[Problem details]:
Among the entries that follow, the required portion opens with the line containing "given write buffer." and closes with the line containing "the way out.". Give that portion again exactly, and nothing else.

[Available data]:
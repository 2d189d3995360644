//! Association module
//!
//! This module contains the implementations for establishing
//! associations between two DICOM nodes
//! via the upper layer protocol, and transferring data over them.

pub mod client;
pub mod pdata;
pub mod server;

pub use client::{ClientAssociation, ClientAssociationOptions};
pub use server::{
    AcceptAny, AcceptCalledAeTitle, AccessControl, ServerAssociation, ServerAssociationOptions,
};

use crate::pdu::{
    AbortRQServiceProviderReason, AbortRQSource, AssociationRJ, Pdu, MAXIMUM_PDU_SIZE,
    PDU_HEADER_SIZE,
};
use byteordered::byteorder::{BigEndian, ByteOrder};
use bytes::{Buf, BytesMut};
use snafu::{Backtrace, ResultExt, Snafu};
use std::borrow::Cow;
use std::io::{Read, Write};
use std::net::TcpStream;
use std::time::Duration;

#[derive(Debug, Snafu)]
#[snafu(visibility(pub))]
#[non_exhaustive]
pub enum Error {
    /// missing at least one abstract syntax to negotiate
    MissingAbstractSyntax { backtrace: Backtrace },

    /// could not connect to the peer node
    Connect {
        source: std::io::Error,
        backtrace: Backtrace,
    },

    /// could not set the socket read timeout
    SetReadTimeout {
        source: std::io::Error,
        backtrace: Backtrace,
    },

    /// could not set the socket write timeout
    SetWriteTimeout {
        source: std::io::Error,
        backtrace: Backtrace,
    },

    /// failed to encode an outgoing PDU
    SendPdu {
        #[snafu(backtrace)]
        source: crate::pdu::writer::Error,
    },

    /// failed to send PDU bytes over the wire
    WireSend {
        source: std::io::Error,
        backtrace: Backtrace,
    },

    /// failed to receive a PDU from the wire
    WireReceive {
        source: std::io::Error,
        backtrace: Backtrace,
    },

    /// failed to decode an incoming PDU
    ReceivePdu {
        #[snafu(backtrace)]
        source: crate::pdu::reader::Error,
    },

    /// the connection was closed by the peer
    ConnectionClosed { backtrace: Backtrace },

    /// the association timed out waiting for the peer (ARTIM expiry)
    ArtimTimeout { backtrace: Backtrace },

    /// the association request was rejected
    #[snafu(display("association rejected: {:?}", association_rj.source))]
    Rejected {
        association_rj: AssociationRJ,
        backtrace: Backtrace,
    },

    /// the association was aborted
    Aborted { backtrace: Backtrace },

    #[snafu(display("protocol version mismatch: expected {}, got {}", expected, got))]
    ProtocolVersionMismatch {
        expected: u16,
        got: u16,
        backtrace: Backtrace,
    },

    /// no presentation contexts were accepted
    NoAcceptedPresentationContexts { backtrace: Backtrace },

    #[snafu(display("unexpected PDU {}", pdu.short_description()))]
    UnexpectedPdu { pdu: Box<Pdu>, backtrace: Backtrace },

    #[snafu(display("unknown PDU {}", pdu.short_description()))]
    UnknownPdu { pdu: Box<Pdu>, backtrace: Backtrace },
}

pub type Result<T, E = Error> = std::result::Result<T, E>;

/// Timeouts applied to the underlying TCP socket.
#[derive(Debug, Default, Copy, Clone, PartialEq, Eq)]
pub struct SocketOptions {
    /// the timeout for socket reads on an established association
    pub read_timeout: Option<Duration>,
    /// the timeout for socket writes
    pub write_timeout: Option<Duration>,
    /// the timeout for establishing the TCP connection
    pub connection_timeout: Option<Duration>,
}

/// Remove trailing spaces and null characters from a UID.
pub(crate) fn trim_uid(uid: Cow<'_, str>) -> Cow<'_, str> {
    if uid.ends_with(|c: char| c.is_whitespace() || c == '\0') {
        Cow::Owned(
            uid.trim_end_matches(|c: char| c.is_whitespace() || c == '\0')
                .to_string(),
        )
    } else {
        uid
    }
}

/// Read a full PDU out of a buffered wire connection.
///
/// Bytes are accumulated in `buffer` across calls, so that a PDU
/// arriving in multiple TCP segments (or several PDUs in one segment)
/// are framed correctly.
pub(crate) fn read_pdu_from_wire<R>(
    reader: &mut R,
    buffer: &mut BytesMut,
    max_pdu_length: u32,
    strict: bool,
) -> Result<Pdu>
where
    R: Read,
{
    loop {
        if buffer.len() >= PDU_HEADER_SIZE as usize {
            let pdu_length = BigEndian::read_u32(&buffer[2..6]);
            // tolerate an oversized declaration up to the hard limit;
            // the PDU reader applies the final length policy
            let total = PDU_HEADER_SIZE as usize + pdu_length.min(MAXIMUM_PDU_SIZE) as usize;
            if buffer.len() >= total {
                let chunk = buffer.split_to(total);
                let mut cursor = chunk.reader();
                return crate::pdu::reader::read_pdu(&mut cursor, max_pdu_length, strict)
                    .context(ReceivePduSnafu);
            }
        }

        let mut staging = [0u8; 8192];
        let n = read_mapping_timeout(reader, &mut staging)?;
        if n == 0 {
            return ConnectionClosedSnafu.fail();
        }
        buffer.extend_from_slice(&staging[..n]);
    }
}

/// Read from the wire, turning a socket timeout into an ARTIM expiry.
fn read_mapping_timeout<R: Read>(reader: &mut R, buf: &mut [u8]) -> Result<usize> {
    match reader.read(buf) {
        Ok(n) => Ok(n),
        Err(e)
            if e.kind() == std::io::ErrorKind::WouldBlock
                || e.kind() == std::io::ErrorKind::TimedOut =>
        {
            ArtimTimeoutSnafu.fail()
        }
        Err(e) => Err(e).context(WireReceiveSnafu),
    }
}

/// Encode and send a PDU over the given stream,
/// reusing the given write buffer.
pub(crate) fn send_pdu_to_wire<W>(
    socket: &mut W,
    write_buffer: &mut Vec<u8>,
    pdu: &Pdu,
) -> Result<()>
where
    W: Write,
{
    write_buffer.clear();
    crate::pdu::writer::write_pdu(write_buffer, pdu).context(SendPduSnafu)?;
    socket.write_all(write_buffer).context(WireSendSnafu)
}

/// Send an A-ABORT over the given stream and shut the connection down,
/// disregarding any errors on the way out.
pub(crate) fn abort_and_shutdown(socket: &mut TcpStream, source: AbortRQSource) {
    let mut buffer = Vec::with_capacity(16);
    let _ = send_pdu_to_wire(socket, &mut buffer, &Pdu::AbortRQ { source });
    let _ = socket.shutdown(std::net::Shutdown::Both);
}

/// The A-ABORT source used when this node gives up on a peer.
pub(crate) fn provider_abort(reason: AbortRQServiceProviderReason) -> AbortRQSource {
    AbortRQSource::ServiceProvider(reason)
}
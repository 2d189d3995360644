//! PDU codec round-trip tests.

use dcm_ul::pdu::*;
use rstest::rstest;

fn round_trip(pdu: Pdu) {
    let mut bytes = Vec::new();
    write_pdu(&mut bytes, &pdu).expect("should write the PDU");
    let mut cursor = &bytes[..];
    let read = read_pdu(&mut cursor, MAXIMUM_PDU_SIZE, true).expect("should read the PDU back");
    assert_eq!(read, pdu);
    assert!(cursor.is_empty(), "no bytes should remain");
}

#[rstest]
#[case::release_rq(Pdu::ReleaseRQ)]
#[case::release_rp(Pdu::ReleaseRP)]
#[case::abort_user(Pdu::AbortRQ { source: AbortRQSource::ServiceUser })]
#[case::abort_provider(Pdu::AbortRQ {
    source: AbortRQSource::ServiceProvider(AbortRQServiceProviderReason::UnexpectedPdu),
})]
fn simple_pdu_round_trip(#[case] pdu: Pdu) {
    round_trip(pdu);
}

#[test]
fn association_rq_round_trip() {
    round_trip(Pdu::AssociationRQ(AssociationRQ {
        protocol_version: 1,
        calling_ae_title: "THIS-SCU".to_string(),
        called_ae_title: "MAIN-STORAGE".to_string(),
        application_context_name: "1.2.840.10008.3.1.1.1".to_string(),
        presentation_contexts: vec![
            PresentationContextProposed {
                id: 1,
                abstract_syntax: "1.2.840.10008.1.1".to_string(),
                transfer_syntaxes: vec![
                    "1.2.840.10008.1.2.1".to_string(),
                    "1.2.840.10008.1.2".to_string(),
                ],
            },
            PresentationContextProposed {
                id: 3,
                abstract_syntax: "1.2.840.10008.5.1.4.1.1.7".to_string(),
                transfer_syntaxes: vec!["1.2.840.10008.1.2".to_string()],
            },
        ],
        user_variables: vec![
            UserVariableItem::MaxLength(16384),
            UserVariableItem::ImplementationClassUID("1.2.826.0.1.3680043.10.917.1".to_string()),
            UserVariableItem::ImplementationVersionName("DCM-RS 0.1".to_string()),
        ],
    }));
}

#[test]
fn association_ac_round_trip() {
    round_trip(Pdu::AssociationAC(AssociationAC {
        protocol_version: 1,
        calling_ae_title: "THIS-SCU".to_string(),
        called_ae_title: "MAIN-STORAGE".to_string(),
        application_context_name: "1.2.840.10008.3.1.1.1".to_string(),
        presentation_contexts: vec![
            PresentationContextResult {
                id: 1,
                reason: PresentationContextResultReason::Acceptance,
                transfer_syntax: "1.2.840.10008.1.2".to_string(),
            },
            PresentationContextResult {
                id: 3,
                reason: PresentationContextResultReason::AbstractSyntaxNotSupported,
                transfer_syntax: "1.2.840.10008.1.2".to_string(),
            },
        ],
        user_variables: vec![UserVariableItem::MaxLength(32768)],
    }));
}

#[rstest]
#[case::called_ae(AssociationRJServiceUserReason::CalledAETitleNotRecognized)]
#[case::calling_ae(AssociationRJServiceUserReason::CallingAETitleNotRecognized)]
#[case::no_reason(AssociationRJServiceUserReason::NoReasonGiven)]
fn association_rj_round_trip(#[case] reason: AssociationRJServiceUserReason) {
    round_trip(Pdu::AssociationRJ(AssociationRJ {
        result: AssociationRJResult::Permanent,
        source: AssociationRJSource::ServiceUser(reason),
    }));
}

#[test]
fn pdata_round_trip() {
    round_trip(Pdu::PData {
        data: vec![
            PDataValue {
                presentation_context_id: 1,
                value_type: PDataValueType::Command,
                is_last: true,
                data: vec![0x00; 56],
            },
            PDataValue {
                presentation_context_id: 1,
                value_type: PDataValueType::Data,
                is_last: false,
                data: vec![0xFF; 128],
            },
        ],
    });
}

#[test]
fn unknown_pdu_is_retained() {
    round_trip(Pdu::Unknown {
        pdu_type: 0x7E,
        data: vec![1, 2, 3, 4],
    });
}

#[test]
fn oversized_pdu_is_refused_in_strict_mode() {
    let pdu = Pdu::PData {
        data: vec![PDataValue {
            presentation_context_id: 1,
            value_type: PDataValueType::Data,
            is_last: true,
            data: vec![0x55; 8192],
        }],
    };
    let mut bytes = Vec::new();
    write_pdu(&mut bytes, &pdu).unwrap();

    let mut cursor = &bytes[..];
    let strict = read_pdu(&mut cursor, MINIMUM_PDU_SIZE, true);
    assert!(matches!(
        strict,
        Err(dcm_ul::pdu::reader::Error::PduTooLarge { .. })
    ));

    // non-strict mode tolerates it up to the absolute maximum
    let mut cursor = &bytes[..];
    let lenient = read_pdu(&mut cursor, MINIMUM_PDU_SIZE, false).unwrap();
    assert_eq!(lenient, pdu);
}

[Solution for this problem]:
/// reusing the given write buffer.
pub(crate) fn send_pdu_to_wire<W>(
    socket: &mut W,
    write_buffer: &mut Vec<u8>,
    pdu: &Pdu,
) -> Result<()>
where
    W: Write,
{
    write_buffer.clear();
    crate::pdu::writer::write_pdu(write_buffer, pdu).context(SendPduSnafu)?;
    socket.write_all(write_buffer).context(WireSendSnafu)
}

/// Send an A-ABORT over the given stream and shut the connection down,
/// disregarding any errors on the way out.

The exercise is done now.